2. I've come to the conclusion that they changed the Nyquil ingrediants.
3. My daughter got her ears pierced.
4. My "baby" is talking more. Speech therapy rocks.
5. My second child is really too picky about his clothes.
6. Swim team for my daughter is way to expensive in my mind. ($1,050 for 9 months)
7. I'm not sure daughter will be doing winter swimming.
8. My husband really is great (in 2 weeks he might suck though)
9. A lot of the neighborhood ladies are on xanax.
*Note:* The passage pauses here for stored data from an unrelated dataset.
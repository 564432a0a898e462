//! POS handlers

use axum::{
    Json,
    extract::{Path, State},
};
use shared::models::{DailySales, PosSaleRequest, PosTransactionDetail};

use crate::auth::CurrentUser;
use crate::channels::pos;
use crate::core::ServerState;
use crate::utils::validation::validate_payload;
use crate::utils::{AppError, AppResult, ErrorCode};

/// POST /api/pos/transactions - the cashier is the authenticated user
pub async fn finalize(
    State(state): State<ServerState>,
    user: CurrentUser,
    Json(payload): Json<PosSaleRequest>,
) -> AppResult<Json<PosTransactionDetail>> {
    validate_payload(&payload)?;
    let detail = pos::finalize_sale(&state.stock, &payload, user.id, &user.display_name).await?;
    Ok(Json(detail))
}

/// GET /api/pos/transactions/{id}
pub async fn get_transaction(
    State(state): State<ServerState>,
    Path(id): Path<i64>,
) -> AppResult<Json<PosTransactionDetail>> {
    let detail = pos::find_transaction(&state.stock, id)
        .await?
        .ok_or_else(|| {
            AppError::new(ErrorCode::PosTransactionNotFound).with_detail("transaction_id", id)
        })?;
    Ok(Json(detail))
}

/// GET /api/pos/daily-sales/{date} - `date` is a `YYYY-MM-DD` business date
pub async fn daily_sales(
    State(state): State<ServerState>,
    Path(date): Path<String>,
) -> AppResult<Json<DailySales>> {
    if chrono::NaiveDate::parse_from_str(&date, "%Y-%m-%d").is_err() {
        return Err(AppError::validation(format!("Invalid business date: {date}")));
    }
    let sales = pos::daily_sales(&state.stock, &date).await?.ok_or_else(|| {
        AppError::new(ErrorCode::DailySalesNotFound).with_detail("business_date", date.clone())
    })?;
    Ok(Json(sales))
}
10. I took off 2 weeks from cardio because of #1.
11. I lost 3lbs
12. I colored my colored light brown hair back to it's natural dark brown. It took 4 days, but I like me new/old doo.
13. After hearing #9 I made an appointment to see my primary.
14. My primary (after many questions) came to the conclusion that I suffer from depression.

Well I was a little bit shocked. All I wanted was some xanax to take every once in awhile. Instead i'm on a 1 pill regiment. (ssri's) My old thoughts on depression were: give me a break, we don't have it bad, look at the people in Iraq, the Sudan, military personel and their wives, people who have lost loved ones, post partum depression .... now those people need meds. Not normal people like me. I'm not a big fan of pharmacutical companies either. But the more I think back to when I was young my mother acted a lot like I do now. Short temper, sometimes crazyish and tired a lot. (she was great though). I've only been on the med's 4 days and I'm feeling much better. I don't think this is the cure all end all. It's something I need to work on and this is a stepping stone to help me. I hope to gradually get off the meds. Some of the stories I've read on the internet about them have freaked me out a bit. It seems everyone on these meds beat their wives, have suicidal thoughts and they all put on 25+lbs in a short period of time. Geesh.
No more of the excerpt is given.